Problem details:
Could you copy all of the records below exactly as they appear?

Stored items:

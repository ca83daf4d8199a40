// SPDX-License-Identifier: MIT
// SPDX-FileCopyrightText: 2025-2026 ringmem-ipc contributors
//
// Fixed-layout ring metadata (component C2, `RingHeader`) living at region
// offset 0. Field order and sizes mirror the shape of the teacher's
// `proto::shm_ring::Header`, but this header is byte-array-node oriented
// rather than typed-slot oriented, and every field is exactly as named in
// the data model: magic, version, node_count, node_size, read_index,
// write_index, free_nodes, owner_pid, shutting_down, then cache-line pad.

use std::sync::atomic::{AtomicI32, AtomicU32, Ordering};

/// Magic value stamped into every region this crate creates.
pub const RING_MAGIC: u32 = 0x5249_4E47; // "RING"
/// Wire/header format version. Bump on incompatible layout changes.
pub const RING_VERSION: u32 = 1;

const CACHE_LINE: usize = 64;
const FIELDS_SIZE: usize = 4 * 9; // 9 u32-sized fields, see RingHeaderLayout
const PAD_SIZE: usize = CACHE_LINE - FIELDS_SIZE;

/// Raw, `#[repr(C)]` byte layout of the header as it actually sits in the
/// mapped region. Never constructed directly outside of a raw pointer cast
/// onto mapped memory — see [`RingHeader::at`].
#[repr(C)]
pub struct RingHeaderLayout {
    magic: AtomicU32,
    version: AtomicU32,
    node_count: AtomicU32,
    node_size: AtomicU32,
    read_index: AtomicU32,
    write_index: AtomicU32,
    free_nodes: AtomicI32,
    owner_pid: AtomicU32,
    shutting_down: AtomicU32,
    _pad: [u8; PAD_SIZE],
}

const _: () = assert!(std::mem::size_of::<RingHeaderLayout>() == CACHE_LINE);

/// The byte footprint of the header, rounded to a cache line.
pub const HEADER_SIZE: usize = std::mem::size_of::<RingHeaderLayout>();

/// A view over a `RingHeaderLayout` living at the start of a mapped region.
///
/// All accessors use acquire/release atomics on the cursor and shutdown
/// words (invariants I1, I4); `free_nodes` is updated with relaxed atomic
/// arithmetic since it is advisory only (I2).
#[derive(Clone, Copy)]
pub struct RingHeader {
    ptr: *const RingHeaderLayout,
}

// Safety: every method that touches shared fields goes through atomics;
// the header never exposes a `&mut` reference to its own memory.
unsafe impl Send for RingHeader {}
unsafe impl Sync for RingHeader {}

impl RingHeader {
    /// Construct a view over the header at the start of `base`.
    ///
    /// # Safety
    /// `base` must point to at least `HEADER_SIZE` bytes of valid, mapped
    /// memory for the lifetime of every `RingHeader` derived from it.
    pub unsafe fn at(base: *mut u8) -> Self {
        Self {
            ptr: base as *const RingHeaderLayout,
        }
    }

    fn layout(&self) -> &RingHeaderLayout {
        unsafe { &*self.ptr }
    }

    /// Stamp a freshly-created region: magic/version, zeroed cursors,
    /// `free_nodes = node_count - 1`, `owner_pid = self`, not shutting down.
    pub fn init(base: *mut u8, node_count: u32, node_size: u32) {
        let layout = base as *const RingHeaderLayout;
        let h = unsafe { &*layout };
        h.magic.store(RING_MAGIC, Ordering::Relaxed);
        h.version.store(RING_VERSION, Ordering::Relaxed);
        h.node_count.store(node_count, Ordering::Relaxed);
        h.node_size.store(node_size, Ordering::Relaxed);
        h.read_index.store(0, Ordering::Relaxed);
        h.write_index.store(0, Ordering::Relaxed);
        h.free_nodes
            .store(node_count as i32 - 1, Ordering::Relaxed);
        h.owner_pid.store(current_pid(), Ordering::Relaxed);
        h.shutting_down.store(0, Ordering::Release);
    }

    pub fn magic(&self) -> u32 {
        self.layout().magic.load(Ordering::Relaxed)
    }

    pub fn version(&self) -> u32 {
        self.layout().version.load(Ordering::Relaxed)
    }

    pub fn node_count(&self) -> u32 {
        self.layout().node_count.load(Ordering::Relaxed)
    }

    pub fn node_size(&self) -> u32 {
        self.layout().node_size.load(Ordering::Relaxed)
    }

    pub fn owner_pid(&self) -> u32 {
        self.layout().owner_pid.load(Ordering::Relaxed)
    }

    /// Acquire-load of `read_index` (I1).
    pub fn read_index(&self) -> u32 {
        self.layout().read_index.load(Ordering::Acquire)
    }

    /// Release-store of `read_index` (I1).
    pub fn set_read_index(&self, v: u32) {
        self.layout().read_index.store(v, Ordering::Release);
    }

    /// Acquire-load of `write_index` (I1).
    pub fn write_index(&self) -> u32 {
        self.layout().write_index.load(Ordering::Acquire)
    }

    /// Release-store of `write_index` (I1).
    pub fn set_write_index(&self, v: u32) {
        self.layout().write_index.store(v, Ordering::Release);
    }

    /// Advisory free-node counter (I2); never authoritative.
    pub fn free_nodes(&self) -> i32 {
        self.layout().free_nodes.load(Ordering::Relaxed)
    }

    pub fn dec_free_nodes(&self) {
        self.layout().free_nodes.fetch_sub(1, Ordering::Relaxed);
    }

    pub fn inc_free_nodes(&self) {
        self.layout().free_nodes.fetch_add(1, Ordering::Relaxed);
    }

    /// `true` iff `shutting_down` has been observed set (I4, sticky).
    pub fn is_shutting_down(&self) -> bool {
        self.layout().shutting_down.load(Ordering::Acquire) != 0
    }

    /// Sets `shutting_down = 1`. Sticky: never cleared once set.
    pub fn mark_shutting_down(&self) {
        self.layout().shutting_down.store(1, Ordering::Release);
    }
}

fn current_pid() -> u32 {
    std::process::id()
}

#[cfg(test)]
mod tests {
    use super::*;

    #[test]
    fn header_size_is_one_cache_line() {
        assert_eq!(HEADER_SIZE, 64);
    }

    #[test]
    fn init_then_read_round_trips() {
        let mut buf = vec![0u8; HEADER_SIZE];
        RingHeader::init(buf.as_mut_ptr(), 8, 16);
        let h = unsafe { RingHeader::at(buf.as_mut_ptr()) };
        assert_eq!(h.magic(), RING_MAGIC);
        assert_eq!(h.version(), RING_VERSION);
        assert_eq!(h.node_count(), 8);
        assert_eq!(h.node_size(), 16);
        assert_eq!(h.read_index(), 0);
        assert_eq!(h.write_index(), 0);
        assert_eq!(h.free_nodes(), 7);
        assert!(!h.is_shutting_down());
    }

    #[test]
    fn shutdown_is_sticky() {
        let mut buf = vec![0u8; HEADER_SIZE];
        RingHeader::init(buf.as_mut_ptr(), 4, 8);
        let h = unsafe { RingHeader::at(buf.as_mut_ptr()) };
        assert!(!h.is_shutting_down());
        h.mark_shutting_down();
        assert!(h.is_shutting_down());
    }

    #[test]
    fn free_nodes_arithmetic() {
        let mut buf = vec![0u8; HEADER_SIZE];
        RingHeader::init(buf.as_mut_ptr(), 4, 8);
        let h = unsafe { RingHeader::at(buf.as_mut_ptr()) };
        assert_eq!(h.free_nodes(), 3);
        h.dec_free_nodes();
        assert_eq!(h.free_nodes(), 2);
        h.inc_free_nodes();
        assert_eq!(h.free_nodes(), 3);
    }
}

Response:
repository ca83daf4d8199a40
// SPDX-License-Identifier: MIT
// SPDX-FileCopyrightText: 2025-2026 ringmem-ipc contributors
//
// Fixed-layout ring metadata (component C2, `RingHeader`) living at region
// offset 0. Field order and sizes mirror the shape of the teacher's
// `proto::shm_ring::Header`, but this header is byte-array-node oriented
// rather than typed-slot oriented, and every field is exactly as named in
// the data model: magic, version, node_count, node_size, read_index,
// write_index, free_nodes, owner_pid, shutting_down, then cache-line pad.

use std::sync::atomic::{AtomicI32, AtomicU32, Ordering};

/// Magic value stamped into every region this crate creates.
pub const RING_MAGIC: u32 = 0x5249_4E47; // "RING"
/// Wire/header format version. Bump on incompatible layout changes.
pub const RING_VERSION: u32 = 1;

const CACHE_LINE: usize = 64;
const FIELDS_SIZE: usize = 4 * 9; // 9 u32-sized fields, see RingHeaderLayout
const PAD_SIZE: usize = CACHE_LINE - FIELDS_SIZE;

/// Raw, `#[repr(C)]` byte layout of the header as it actually sits in the
/// mapped region. Never constructed directly outside of a raw pointer cast
/// onto mapped memory — see [`RingHeader::at`].
#[repr(C)]
pub struct RingHeaderLayout {
    magic: AtomicU32,
    version: AtomicU32,
    node_count: AtomicU32,
    node_size: AtomicU32,
    read_index: AtomicU32,
    write_index: AtomicU32,
    free_nodes: AtomicI32,
    owner_pid: AtomicU32,
    shutting_down: AtomicU32,
    _pad: [u8; PAD_SIZE],
}

const _: () = assert!(std::mem::size_of::<RingHeaderLayout>() == CACHE_LINE);

/// The byte footprint of the header, rounded to a cache line.
pub const HEADER_SIZE: usize = std::mem::size_of::<RingHeaderLayout>();

/// A view over a `RingHeaderLayout` living at the start of a mapped region.
///
/// All accessors use acquire/release atomics on the cursor and shutdown
/// words (invariants I1, I4); `free_nodes` is updated with relaxed atomic
/// arithmetic since it is advisory only (I2).
#[derive(Clone, Copy)]
pub struct RingHeader {
    ptr: *const RingHeaderLayout,
}

// Safety: every method that touches shared fields goes through atomics;
// the header never exposes a `&mut` reference to its own memory.
unsafe impl Send for RingHeader {}
unsafe impl Sync for RingHeader {}

impl RingHeader {
    /// Construct a view over the header at the start of `base`.
    ///
    /// # Safety
    /// `base` must point to at least `HEADER_SIZE` bytes of valid, mapped
    /// memory for the lifetime of every `RingHeader` derived from it.
    pub unsafe fn at(base: *mut u8) -> Self {
        Self {
            ptr: base as *const RingHeaderLayout,
        }
    }

    fn layout(&self) -> &RingHeaderLayout {
        unsafe { &*self.ptr }
    }

    /// Stamp a freshly-created region: magic/version, zeroed cursors,
    /// `free_nodes = node_count - 1`, `owner_pid = self`, not shutting down.
    pub fn init(base: *mut u8, node_count: u32, node_size: u32) {
        let layout = base as *const RingHeaderLayout;
        let h = unsafe { &*layout };
        h.magic.store(RING_MAGIC, Ordering::Relaxed);
        h.version.store(RING_VERSION, Ordering::Relaxed);
        h.node_count.store(node_count, Ordering::Relaxed);
        h.node_size.store(node_size, Ordering::Relaxed);
        h.read_index.store(0, Ordering::Relaxed);
        h.write_index.store(0, Ordering::Relaxed);
        h.free_nodes
            .store(node_count as i32 - 1, Ordering::Relaxed);
        h.owner_pid.store(current_pid(), Ordering::Relaxed);
        h.shutting_down.store(0, Ordering::Release);
    }

    pub fn magic(&self) -> u32 {
        self.layout().magic.load(Ordering::Relaxed)
    }

    pub fn version(&self) -> u32 {
        self.layout().version.load(Ordering::Relaxed)
    }

    pub fn node_count(&self) -> u32 {
        self.layout().node_count.load(Ordering::Relaxed)
    }

    pub fn node_size(&self) -> u32 {
        self.layout().node_size.load(Ordering::Relaxed)
    }

    pub fn owner_pid(&self) -> u32 {
        self.layout().owner_pid.load(Ordering::Relaxed)
    }

    /// Acquire-load of `read_index` (I1).
    pub fn read_index(&self) -> u32 {
        self.layout().read_index.load(Ordering::Acquire)
    }

    /// Release-store of `read_index` (I1).
    pub fn set_read_index(&self, v: u32) {
        self.layout().read_index.store(v, Ordering::Release);
    }

    /// Acquire-load of `write_index` (I1).
    pub fn write_index(&self) -> u32 {
        self.layout().write_index.load(Ordering::Acquire)
    }

    /// Release-store of `write_index` (I1).
    pub fn set_write_index(&self, v: u32) {
        self.layout().write_index.store(v, Ordering::Release);
    }

    /// Advisory free-node counter (I2); never authoritative.
    pub fn free_nodes(&self) -> i32 {
        self.layout().free_nodes.load(Ordering::Relaxed)
    }

    pub fn dec_free_nodes(&self) {
        self.layout().free_nodes.fetch_sub(1, Ordering::Relaxed);
    }

    pub fn inc_free_nodes(&self) {
        self.layout().free_nodes.fetch_add(1, Ordering::Relaxed);
    }

    /// `true` iff `shutting_down` has been observed set (I4, sticky).
    pub fn is_shutting_down(&self) -> bool {
        self.layout().shutting_down.load(Ordering::Acquire) != 0
    }

    /// Sets `shutting_down = 1`. Sticky: never cleared once set.
    pub fn mark_shutting_down(&self) {
        self.layout().shutting_down.store(1, Ordering::Release);
    }
}

fn current_pid() -> u32 {
    std::process::id()
}

#[cfg(test)]
mod tests {
    use super::*;

    #[test]
    fn header_size_is_one_cache_line() {
        assert_eq!(HEADER_SIZE, 64);
    }

    #[test]
    fn init_then_read_round_trips() {
        let mut buf = vec![0u8; HEADER_SIZE];
        RingHeader::init(buf.as_mut_ptr(), 8, 16);
        let h = unsafe { RingHeader::at(buf.as_mut_ptr()) };
        assert_eq!(h.magic(), RING_MAGIC);
        assert_eq!(h.version(), RING_VERSION);
        assert_eq!(h.node_count(), 8);
        assert_eq!(h.node_size(), 16);
        assert_eq!(h.read_index(), 0);
        assert_eq!(h.write_index(), 0);
        assert_eq!(h.free_nodes(), 7);
        assert!(!h.is_shutting_down());
    }

    #[test]
    fn shutdown_is_sticky() {
        let mut buf = vec![0u8; HEADER_SIZE];
        RingHeader::init(buf.as_mut_ptr(), 4, 8);
        let h = unsafe { RingHeader::at(buf.as_mut_ptr()) };
        assert!(!h.is_shutting_down());
        h.mark_shutting_down();
        assert!(h.is_shutting_down());
    }

    #[test]
    fn free_nodes_arithmetic() {
        let mut buf = vec![0u8; HEADER_SIZE];
        RingHeader::init(buf.as_mut_ptr(), 4, 8);
        let h = unsafe { RingHeader::at(buf.as_mut_ptr()) };
        assert_eq!(h.free_nodes(), 3);
        h.dec_free_nodes();
        assert_eq!(h.free_nodes(), 2);
        h.inc_free_nodes();
        assert_eq!(h.free_nodes(), 3);
    }
}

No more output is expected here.